Dealing with death in family/funeral, etc.

Discussion in 'Fibromyalgia Main Forum' started by JewelRA, Jun 7, 2009.

  1. JewelRA

    JewelRA New Member

    I just needed to come here and ask for support today. My FIL died suddenly and unexpectedly on Friday. :( He was 75 and in poor health, but not imminently ill. He had a massive brain hemmorhage and died in his sleep Thurday night/Fri morning.

    Naturally my dh is devestated, although he has many mixed feelings about his dad- it was a very complicated relationship. It is very hard for me too, as I was pretty close to him, and I just lost my Dad (who I was VERY close to), not yet 2 years ago. It was in the summer too, no less, that I lost my Dad. So, this has brought up many difficult memories for me.

    I would appreciate any advice on how to get through the stress of dealing with the funeral, husband's emotions, etc. His family tends to handle things quite a bit differently than mine - alot of people gathering, day after day, eating, bringing food, staying a long period of time at our house, etc. It seems like when my Dad died people were more respectful of our privacy and our time at home, allowing us to recooperate in between services and stuff. The visitation is not until tomorrow and the funeral Tuesday, and I am already worn out!!! On top of all that I am battling a respiratory virus that I had just about gotten over until all this happened on Friday, and now I'm getting worse again. My in-laws, as usual, don't understand my limitations.

    Thank you for letting me vent a little bit.
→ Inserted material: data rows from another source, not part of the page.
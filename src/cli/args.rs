//! CLI argument definitions using clap derive

use crate::config::MANIFEST_FILE;
use clap::{ArgAction, Args, Parser, Subcommand, ValueEnum};
use std::path::PathBuf;

/// tinyforge - layered mapping table pipeline
///
/// Extracts, reorders and merges tiny mapping tables declared in a build
/// manifest and caches the canonical results.
#[derive(Parser, Debug)]
#[command(name = "tinyforge")]
#[command(author, version, about, long_about = None)]
#[command(propagate_version = true)]
pub struct Cli {
    /// Subcommand to execute
    #[command(subcommand)]
    pub command: Commands,

    /// Increase verbosity (-v info, -vv debug)
    #[arg(short, long, global = true, action = ArgAction::Count)]
    pub verbose: u8,

    /// Configuration file path
    #[arg(short, long, global = true, env = "TINYFORGE_CONFIG")]
    pub config: Option<PathBuf>,

    /// Log output format (overrides [general] log_format)
    #[arg(long, global = true, value_enum)]
    pub log_format: Option<LogFormat>,
}

/// Available commands
#[derive(Subcommand, Debug)]
pub enum Commands {
    /// Resolve the manifest's dependencies and build canonical tables
    Run(RunArgs),

    /// Print the namespaces of the canonical intermediate table
    Namespaces(NamespacesArgs),

    /// Reorder the namespaces of a tiny file
    Reorder(ReorderArgs),

    /// Merge tiny files sharing their first namespace
    Merge(MergeArgs),

    /// Inspect or clear the table store
    Cache(CacheArgs),

    /// Show or initialize configuration
    Config(ConfigArgs),
}

/// Log output format
#[derive(Debug, Clone, Copy, PartialEq, Eq, ValueEnum)]
pub enum LogFormat {
    Text,
    Json,
}

/// Options shared by commands that run the pipeline
#[derive(Args, Debug, Clone)]
pub struct PipelineArgs {
    /// Build manifest declaring the dependencies
    #[arg(short, long, default_value = MANIFEST_FILE)]
    pub manifest: PathBuf,

    /// Recompute every cached table
    #[arg(long)]
    pub refresh: bool,

    /// Table store root (overrides [cache] root)
    #[arg(long, env = "TINYFORGE_CACHE_DIR")]
    pub cache_dir: Option<PathBuf>,
}

/// Arguments for the run command
#[derive(Parser, Debug)]
pub struct RunArgs {
    #[command(flatten)]
    pub pipeline: PipelineArgs,

    /// Print the run report as JSON instead of a summary
    #[arg(long)]
    pub json: bool,
}

/// Arguments for the namespaces command
#[derive(Parser, Debug)]
pub struct NamespacesArgs {
    #[command(flatten)]
    pub pipeline: PipelineArgs,

    /// Namespaces to leave out (comma-separated)
    #[arg(long, value_delimiter = ',')]
    pub except: Vec<String>,
}

/// Arguments for the reorder command
#[derive(Parser, Debug)]
pub struct ReorderArgs {
    /// Tiny file to read
    pub input: PathBuf,

    /// Where to write the reordered table
    pub output: PathBuf,

    /// New namespace order (comma-separated permutation)
    #[arg(short, long, value_delimiter = ',', required = true)]
    pub order: Vec<String>,
}

/// Arguments for the merge command
#[derive(Parser, Debug)]
pub struct MergeArgs {
    /// Tiny files to merge, in order
    #[arg(num_args = 2.., required = true)]
    pub inputs: Vec<PathBuf>,

    /// Where to write the merged table
    #[arg(short, long)]
    pub output: PathBuf,
}

/// Output format for listings
#[derive(Debug, Clone, Copy, ValueEnum)]
pub enum OutputFormat {
    /// Human-readable table
    Table,
    /// JSON output
    Json,
    /// Simple text (one per line)
    Plain,
}

/// Arguments for the cache command
#[derive(Parser, Debug)]
pub struct CacheArgs {
    /// Subcommand for cache
    #[command(subcommand)]
    pub action: CacheAction,

    /// Table store root (overrides [cache] root)
    #[arg(long, global = true, env = "TINYFORGE_CACHE_DIR")]
    pub cache_dir: Option<PathBuf>,
}

/// Cache subcommands
#[derive(Subcommand, Debug)]
pub enum CacheAction {
    /// Print the store root
    Path,

    /// List cached tables and packaged artifacts
    List {
        /// Output format
        #[arg(short, long, default_value = "table")]
        format: OutputFormat,
    },

    /// Remove cached tables and packaged artifacts
    Clean {
        /// Skip confirmation prompt
        #[arg(short, long)]
        yes: bool,
    },
}

/// Arguments for the config command
#[derive(Parser, Debug)]
pub struct ConfigArgs {
    /// Subcommand for config
    #[command(subcommand)]
    pub action: Option<ConfigAction>,
}

/// Config subcommands
#[derive(Subcommand, Debug)]
pub enum ConfigAction {
    /// Show current configuration
    Show,

    /// Show configuration file path
    Path,

    /// Write the default configuration
    Init {
        /// Overwrite existing configuration
        #[arg(short, long)]
        force: bool,
    },
}
//! Configuration schema for tinyforge
//!
//! Configuration is stored at `~/.config/tinyforge/config.toml`

use crate::context::{DEFAULT_JOIN_NAMESPACE, DEFAULT_SOURCE_NAMESPACE};
use serde::{Deserialize, Serialize};
use std::path::PathBuf;

/// Root configuration structure
#[derive(Debug, Clone, Default, Serialize, Deserialize)]
#[serde(default)]
pub struct Config {
    /// General settings
    pub general: GeneralConfig,

    /// Table store settings
    pub cache: CacheConfig,

    /// Target platform
    pub platform: PlatformConfig,

    /// Namespace roles
    pub namespaces: NamespaceConfig,
}

/// General application settings
#[derive(Debug, Clone, Serialize, Deserialize)]
#[serde(default)]
pub struct GeneralConfig {
    /// Log format: "text" or "json"
    pub log_format: String,
}

impl Default for GeneralConfig {
    fn default() -> Self {
        Self {
            log_format: "text".to_string(),
        }
    }
}

/// Table store configuration
#[derive(Debug, Clone, Default, Serialize, Deserialize)]
#[serde(default)]
pub struct CacheConfig {
    /// Store root (defaults to the user cache directory)
    #[serde(skip_serializing_if = "Option::is_none")]
    pub root: Option<PathBuf>,

    /// Recompute every cached table on each run
    pub refresh: bool,
}

/// Platform configuration
#[derive(Debug, Clone, Default, Serialize, Deserialize)]
#[serde(default)]
pub struct PlatformConfig {
    /// Platform version used when the build manifest sets none
    #[serde(skip_serializing_if = "Option::is_none")]
    pub version: Option<String>,
}

/// Namespace roles
#[derive(Debug, Clone, Serialize, Deserialize)]
#[serde(default)]
pub struct NamespaceConfig {
    /// Namespace every intermediate table must carry; leads canonical tables
    pub source: String,

    /// Namespace mapping tables are joined on
    pub join: String,
}

impl Default for NamespaceConfig {
    fn default() -> Self {
        Self {
            source: DEFAULT_SOURCE_NAMESPACE.to_string(),
            join: DEFAULT_JOIN_NAMESPACE.to_string(),
        }
    }
}

impl Config {
    /// Check values serde cannot: the log format name and the namespace
    /// roles
    pub fn validate(&self) -> Result<(), String> {
        if !matches!(self.general.log_format.as_str(), "text" | "json") {
            return Err(format!(
                "general.log_format must be \"text\" or \"json\", got \"{}\"",
                self.general.log_format
            ));
        }
        if self.namespaces.source.is_empty() || self.namespaces.join.is_empty() {
            return Err("namespaces.source and namespaces.join must not be empty".to_string());
        }
        Ok(())
    }
}

#[cfg(test)]
mod tests {
    use super::*;

    #[test]
    fn default_config_serializes() {
        let config = Config::default();
        let toml = toml::to_string_pretty(&config).unwrap();
        assert!(toml.contains("[general]"));
        assert!(toml.contains("[namespaces]"));
        assert!(toml.contains("source = \"official\""));
    }

    #[test]
    fn partial_config_uses_defaults() {
        let config: Config = toml::from_str(
            r#"
[cache]
refresh = true

[namespaces]
join = "hashed"
"#,
        )
        .unwrap();
        assert!(config.cache.refresh);
        assert!(config.cache.root.is_none());
        assert_eq!(config.namespaces.source, "official");
        assert_eq!(config.namespaces.join, "hashed");
        assert_eq!(config.general.log_format, "text");
    }

    #[test]
    fn validate_rejects_unknown_log_format() {
        let mut config = Config::default();
        assert!(config.validate().is_ok());
        config.general.log_format = "yaml".to_string();
        assert!(config.validate().unwrap_err().contains("yaml"));
    }

    #[test]
    fn validate_rejects_empty_namespace() {
        let mut config = Config::default();
        config.namespaces.join.clear();
        assert!(config.validate().is_err());
    }

    #[test]
    fn platform_version_roundtrips() {
        let mut config = Config::default();
        config.platform.version = Some("1.17.1".to_string());
        let toml = toml::to_string_pretty(&config).unwrap();
        let back: Config = toml::from_str(&toml).unwrap();
        assert_eq!(back.platform.version.as_deref(), Some("1.17.1"));
    }
}
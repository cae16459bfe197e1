//! Config command - show or initialize configuration

use crate::cli::args::{ConfigAction, ConfigArgs};
use crate::config::{Config, ConfigManager};
use crate::error::ForgeResult;
use crate::ui::{self, UiContext};

/// Execute the config command
pub async fn execute(args: ConfigArgs, config: &Config, manager: &ConfigManager) -> ForgeResult<()> {
    match args.action {
        None | Some(ConfigAction::Show) => show_config(config)?,
        Some(ConfigAction::Path) => println!("{}", manager.path().display()),
        Some(ConfigAction::Init { force }) => init_config(manager, force).await?,
    }

    Ok(())
}

fn show_config(config: &Config) -> ForgeResult<()> {
    println!("{}", toml::to_string_pretty(config)?);
    Ok(())
}

async fn init_config(manager: &ConfigManager, force: bool) -> ForgeResult<()> {
    let ctx = UiContext::detect();
    let path = manager.path();

    if path.exists() && !force {
        ui::step_warn_hint(
            &ctx,
            &format!("Config already exists at {}", path.display()),
            "Use --force to overwrite",
        );
        return Ok(());
    }

    manager.save(&Config::default()).await?;
    ui::step_ok_detail(&ctx, "Configuration initialized", &path.display().to_string());
    Ok(())
}
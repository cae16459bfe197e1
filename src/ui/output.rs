//! Output helpers shared by the commands

use super::context::UiContext;
use console::{style, StyledObject};

/// Outcome shown in front of a line
#[derive(Debug, Clone, Copy)]
enum Status {
    Ok,
    Warn,
    Info,
}

impl Status {
    /// Prefix used in plain output
    fn tag(self) -> StyledObject<&'static str> {
        match self {
            Self::Ok => style("[OK]").green(),
            Self::Warn => style("[WARN]").yellow(),
            Self::Info => style("[INFO]").cyan(),
        }
    }

    fn log(self, message: String) {
        let _ = match self {
            Self::Ok => cliclack::log::success(message),
            Self::Warn => cliclack::log::warning(message),
            Self::Info => cliclack::log::info(message),
        };
    }
}

fn step(ctx: &UiContext, status: Status, message: String) {
    if ctx.use_fancy_output() {
        status.log(message);
    } else {
        println!("  {} {}", status.tag(), message);
    }
}

fn outro(ctx: &UiContext, status: Status, message: &str) {
    if !ctx.use_fancy_output() {
        println!("{} {}", status.tag(), message);
        return;
    }
    let styled = match status {
        Status::Warn => style(message).yellow().bold(),
        Status::Ok | Status::Info => style(message).green().bold(),
    };
    let _ = cliclack::outro(styled);
}

/// `message (detail)`, the detail dimmed on a terminal
fn detailed(ctx: &UiContext, message: &str, detail: &str) -> String {
    if ctx.use_fancy_output() {
        format!("{} ({})", message, style(detail).dim())
    } else {
        format!("{} ({})", message, detail)
    }
}

/// Command banner
pub fn intro(ctx: &UiContext, title: &str) {
    let title = style(title).green().bold();
    if ctx.use_fancy_output() {
        let _ = cliclack::intro(title);
    } else {
        println!("{}", title);
    }
}

pub fn outro_success(ctx: &UiContext, message: &str) {
    outro(ctx, Status::Ok, message);
}

pub fn outro_warn(ctx: &UiContext, message: &str) {
    outro(ctx, Status::Warn, message);
}

/// Bold heading before a group of steps
pub fn section(ctx: &UiContext, title: &str) {
    let title = style(title).bold();
    if ctx.use_fancy_output() {
        let _ = cliclack::log::info(title);
    } else {
        println!("{}", title);
    }
}

pub fn step_ok(ctx: &UiContext, message: &str) {
    step(ctx, Status::Ok, message.to_string());
}

/// Success line with a detail such as a path or a namespace list
pub fn step_ok_detail(ctx: &UiContext, message: &str, detail: &str) {
    step(ctx, Status::Ok, detailed(ctx, message, detail));
}

pub fn step_warn(ctx: &UiContext, message: &str) {
    step(ctx, Status::Warn, message.to_string());
}

/// Warning followed by what to do about it
pub fn step_warn_hint(ctx: &UiContext, message: &str, hint: &str) {
    let hint = if ctx.use_fancy_output() {
        style(hint).dim().to_string()
    } else {
        hint.to_string()
    };
    step(ctx, Status::Warn, format!("{} - {}", message, hint));
}

pub fn step_info(ctx: &UiContext, message: &str) {
    step(ctx, Status::Info, message.to_string());
}

/// Indented `key: value` line under the previous step
pub fn key_value(ctx: &UiContext, key: &str, value: &str) {
    let key = if ctx.use_fancy_output() {
        style(key).dim().to_string()
    } else {
        key.to_string()
    };
    println!("    {}: {}", key, value);
}

#[cfg(test)]
mod tests {
    use super::*;

    #[test]
    fn detail_is_plain_without_terminal() {
        let ctx = UiContext::non_interactive();
        assert_eq!(
            detailed(&ctx, "intermediate", "official, intermediary"),
            "intermediate (official, intermediary)"
        );
    }

    #[test]
    fn plain_output_does_not_panic() {
        let ctx = UiContext::non_interactive();
        intro(&ctx, "tinyforge");
        section(&ctx, "Tables");
        step_ok(&ctx, "Merged");
        step_warn(&ctx, "Legacy table");
        step_info(&ctx, "Installer found");
        step_warn_hint(&ctx, "No installer JSON", "add a loader to modCompileClasspath");
        key_value(&ctx, "root", "/tmp");
        outro_warn(&ctx, "Done with warnings");
        outro_success(&ctx, "Done");
    }
}
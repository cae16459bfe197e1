//! Custom theme for cliclack prompts

use cliclack::ThemeState;
use console::Style;

/// Theme with green branding
#[derive(Debug, Clone, Default)]
pub struct ForgeTheme;

impl cliclack::Theme for ForgeTheme {
    fn bar_color(&self, state: &ThemeState) -> Style {
        match state {
            ThemeState::Active => Style::new().green(),
            ThemeState::Error(_) => Style::new().red(),
            ThemeState::Cancel => Style::new().dim(),
            ThemeState::Submit => Style::new().green().dim(),
        }
    }

    fn state_symbol_color(&self, state: &ThemeState) -> Style {
        match state {
            ThemeState::Active => Style::new().green(),
            ThemeState::Error(_) => Style::new().red(),
            ThemeState::Cancel => Style::new().dim(),
            ThemeState::Submit => Style::new().cyan(),
        }
    }
}

/// Install the theme globally
pub fn init_theme() {
    cliclack::set_theme(ForgeTheme);
}
//! Namespaces command - print the intermediate table's namespaces

use super::run::Pipeline;
use crate::cli::args::NamespacesArgs;
use crate::config::Config;
use crate::error::{ForgeError, ForgeResult};
use crate::provider::IntermediateMappingsProvider;

/// Execute the namespaces command. Prints one namespace per line.
pub async fn execute(args: NamespacesArgs, config: &Config) -> ForgeResult<()> {
    let mut pipeline = Pipeline::load(&args.pipeline, config).await?;
    pipeline.run().await?;

    let provider = pipeline
        .orchestrator
        .registry()
        .lookup::<IntermediateMappingsProvider>()
        .ok_or_else(|| ForgeError::Internal("intermediate provider missing".to_string()))?;

    let excluded: Vec<&str> = args.except.iter().map(String::as_str).collect();
    for namespace in provider.namespaces_except(&excluded) {
        println!("{}", namespace);
    }
    Ok(())
}
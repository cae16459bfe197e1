//! Provider registry
//!
//! Holds at most one provider per kind tag, in registration order.

use super::{DependencyProvider, ProviderRole, SlotBinding};
use crate::error::{ForgeError, ForgeResult};
use std::collections::HashSet;
use tracing::debug;

/// A provider together with the slot it bound at registration
pub struct RegisteredProvider {
    binding: SlotBinding,
    provider: Box<dyn DependencyProvider>,
}

impl RegisteredProvider {
    pub fn binding(&self) -> &SlotBinding {
        &self.binding
    }

    pub fn kind(&self) -> &'static str {
        self.provider.kind()
    }

    pub fn role(&self) -> ProviderRole {
        self.provider.role()
    }

    pub fn provider(&self) -> &dyn DependencyProvider {
        self.provider.as_ref()
    }
}

/// Ordered, kind-unique set of providers
#[derive(Default)]
pub struct ProviderRegistry {
    entries: Vec<RegisteredProvider>,
    kinds: HashSet<&'static str>,
}

impl ProviderRegistry {
    pub fn new() -> Self {
        Self::default()
    }

    /// Add a provider and return a handle to it.
    ///
    /// Fails with `DuplicateProvider` when a provider of the same kind is
    /// already registered; the registry is left unchanged in that case.
    pub fn register<P>(&mut self, provider: P) -> ForgeResult<&mut P>
    where
        P: DependencyProvider + 'static,
    {
        let kind = provider.kind();
        if !self.kinds.insert(kind) {
            return Err(ForgeError::DuplicateProvider { kind });
        }

        let binding = provider.bind_slot();
        debug!("Registered provider '{}' for slot '{}'", kind, binding.key);
        self.entries.push(RegisteredProvider {
            binding,
            provider: Box::new(provider),
        });

        self.entries
            .last_mut()
            .and_then(|entry| entry.provider.as_mut().as_any_mut().downcast_mut::<P>())
            .ok_or_else(|| ForgeError::Internal(format!("provider '{}' vanished", kind)))
    }

    /// The registered provider of type `P`, if any
    pub fn lookup<P: DependencyProvider + 'static>(&self) -> Option<&P> {
        self.entries
            .iter()
            .find_map(|entry| entry.provider().as_any().downcast_ref::<P>())
    }

    /// The registered provider with the given kind tag, if any
    pub fn lookup_kind(&self, kind: &str) -> Option<&dyn DependencyProvider> {
        self.entries
            .iter()
            .find(|entry| entry.kind() == kind)
            .map(RegisteredProvider::provider)
    }

    /// Providers in registration order
    pub fn iter(&self) -> impl Iterator<Item = &RegisteredProvider> {
        self.entries.iter()
    }

    pub fn len(&self) -> usize {
        self.entries.len()
    }

    pub fn is_empty(&self) -> bool {
        self.entries.is_empty()
    }

    /// Indices of the providers holding `role`
    pub(crate) fn with_role(&self, role: ProviderRole) -> Vec<usize> {
        self.entries
            .iter()
            .enumerate()
            .filter(|(_, entry)| entry.role() == role)
            .map(|(index, _)| index)
            .collect()
    }

    /// Reset every provider ahead of a run
    pub(crate) fn reset_all(&mut self) {
        for entry in &mut self.entries {
            entry.provider.reset();
        }
    }

    pub(crate) fn get(&self, index: usize) -> Option<&RegisteredProvider> {
        self.entries.get(index)
    }

    pub(crate) fn provider_mut(
        &mut self,
        index: usize,
    ) -> ForgeResult<&mut (dyn DependencyProvider + 'static)> {
        match self.entries.get_mut(index) {
            Some(entry) => Ok(entry.provider.as_mut()),
            None => Err(ForgeError::Internal(format!(
                "no provider at index {}",
                index
            ))),
        }
    }
}
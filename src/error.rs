//! Error types for tinyforge
//!
//! All modules use `ForgeResult<T>` as their return type.

use std::path::PathBuf;
use thiserror::Error;

/// Result type alias for tinyforge operations
pub type ForgeResult<T> = Result<T, ForgeError>;

/// All errors that can occur while preparing mapping tables
#[derive(Error, Debug)]
pub enum ForgeError {
    // Registration / configuration errors
    #[error("Provider of kind '{kind}' is already registered")]
    DuplicateProvider { kind: &'static str },

    #[error("Invalid provider configuration: {0}")]
    Configuration(String),

    #[error("Invalid configuration at {path}: {reason}")]
    ConfigInvalid { path: PathBuf, reason: String },

    #[error("Failed to create config directory {path}: {source}")]
    ConfigDirCreate {
        path: PathBuf,
        #[source]
        source: std::io::Error,
    },

    // Slot arity errors
    #[error("No '{slot}' dependency was specified")]
    MissingDependency { slot: String },

    #[error("Only one '{slot}' dependency should be specified, but {count} were")]
    Multiplicity { slot: String, count: usize },

    // Table precondition errors
    #[error("Could not find mappings in {coordinate}: none of [{searched}] exist in {artifact}")]
    MissingTable {
        coordinate: String,
        artifact: PathBuf,
        searched: String,
    },

    #[error("All '{slot}' dependencies must contain the namespace {namespace} ({coordinate} doesn't)")]
    MissingNamespace {
        slot: String,
        namespace: String,
        coordinate: String,
    },

    #[error("V1 tiny mappings are not supported for {coordinate}")]
    UnsupportedFormat { coordinate: String },

    #[error("Could not detect mapping format of {path}: {reason}")]
    FormatDetection { path: PathBuf, reason: String },

    #[error("Malformed mapping table {path}:{line}: {reason}")]
    TableParse {
        path: PathBuf,
        line: usize,
        reason: String,
    },

    #[error("Mapping transform failed on [{inputs}]: {reason}")]
    Transform { inputs: String, reason: String },

    // Wrapping errors, one per boundary
    #[error("Failed to provide {coordinate} to '{slot}': {source}")]
    Provide {
        coordinate: String,
        slot: String,
        #[source]
        source: Box<ForgeError>,
    },

    #[error("Failed to provide dependencies for '{slot}': {source}")]
    SlotFailed {
        slot: String,
        #[source]
        source: Box<ForgeError>,
    },

    #[error("Deferred action '{action}' failed: {source}")]
    Deferred {
        action: String,
        #[source]
        source: Box<ForgeError>,
    },

    // Artifact errors
    #[error("Failed to read artifact {path}: {reason}")]
    ArtifactRead { path: PathBuf, reason: String },

    #[error("Failed to package {path}: {reason}")]
    ArtifactWrite { path: PathBuf, reason: String },

    // IO errors
    #[error("IO error: {context}")]
    Io {
        context: String,
        #[source]
        source: std::io::Error,
    },

    #[error("Path not found: {0}")]
    PathNotFound(PathBuf),

    // Serialization errors
    #[error("JSON error: {0}")]
    Json(#[from] serde_json::Error),

    #[error("TOML parse error: {0}")]
    TomlParse(#[from] toml::de::Error),

    #[error("TOML serialize error: {0}")]
    TomlSerialize(#[from] toml::ser::Error),

    // General errors
    #[error("Internal error: {0}")]
    Internal(String),
}

impl ForgeError {
    /// Create an IO error with context
    pub fn io(context: impl Into<String>, source: std::io::Error) -> Self {
        Self::Io {
            context: context.into(),
            source,
        }
    }

    /// Create a transform error naming the files involved
    pub fn transform(inputs: &[PathBuf], reason: impl Into<String>) -> Self {
        Self::Transform {
            inputs: inputs
                .iter()
                .map(|p| p.display().to_string())
                .collect::<Vec<_>>()
                .join(", "),
            reason: reason.into(),
        }
    }

    /// Wrap an error raised while providing a dependency to a slot
    pub fn provide(coordinate: impl Into<String>, slot: impl Into<String>, source: Self) -> Self {
        Self::Provide {
            coordinate: coordinate.into(),
            slot: slot.into(),
            source: Box::new(source),
        }
    }

    /// Wrap an error that aborted a whole slot group
    pub fn slot_failed(slot: impl Into<String>, source: Self) -> Self {
        Self::SlotFailed {
            slot: slot.into(),
            source: Box::new(source),
        }
    }

    /// Strip slot/provide/deferred wrappers down to the original failure
    pub fn root_cause(&self) -> &ForgeError {
        match self {
            Self::Provide { source, .. }
            | Self::SlotFailed { source, .. }
            | Self::Deferred { source, .. } => source.root_cause(),
            other => other,
        }
    }

    /// Get actionable hint for the error
    pub fn hint(&self) -> Option<&'static str> {
        match self.root_cause() {
            Self::UnsupportedFormat { .. } => {
                Some("Intermediate mappings must be tiny v2; re-publish the artifact in v2 format")
            }
            Self::MissingDependency { .. } => Some("Declare the dependency in tinyforge.toml"),
            Self::TableParse { .. } | Self::Transform { .. } => {
                Some("The cache may hold stale files; re-run with --refresh")
            }
            _ => None,
        }
    }
}

impl From<zip::result::ZipError> for ForgeError {
    fn from(err: zip::result::ZipError) -> Self {
        match err {
            zip::result::ZipError::Io(source) => Self::io("zip archive", source),
            other => Self::Internal(format!("zip archive: {}", other)),
        }
    }
}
As usual, this is the one place I can go and be understood. :)
  2. JewelRA

    JewelRA New Member

    ..I was just wondering if anyone had ever had to miss a close loved one's funeral because of this DD?? I am certainly planning on being there tomorrow and Tuesday, but I can easily see how if I were even a bit sicker and weaker than I am now, I could not make it. I think the only way I made it through my Dad's funeral was the "schock factor". I have had out of town relatives die, and haven't been able to go to their funerals because of the travel. But that was a little more understandable. I just can't imagine how devastating it would be to miss the funeral of a very close family member.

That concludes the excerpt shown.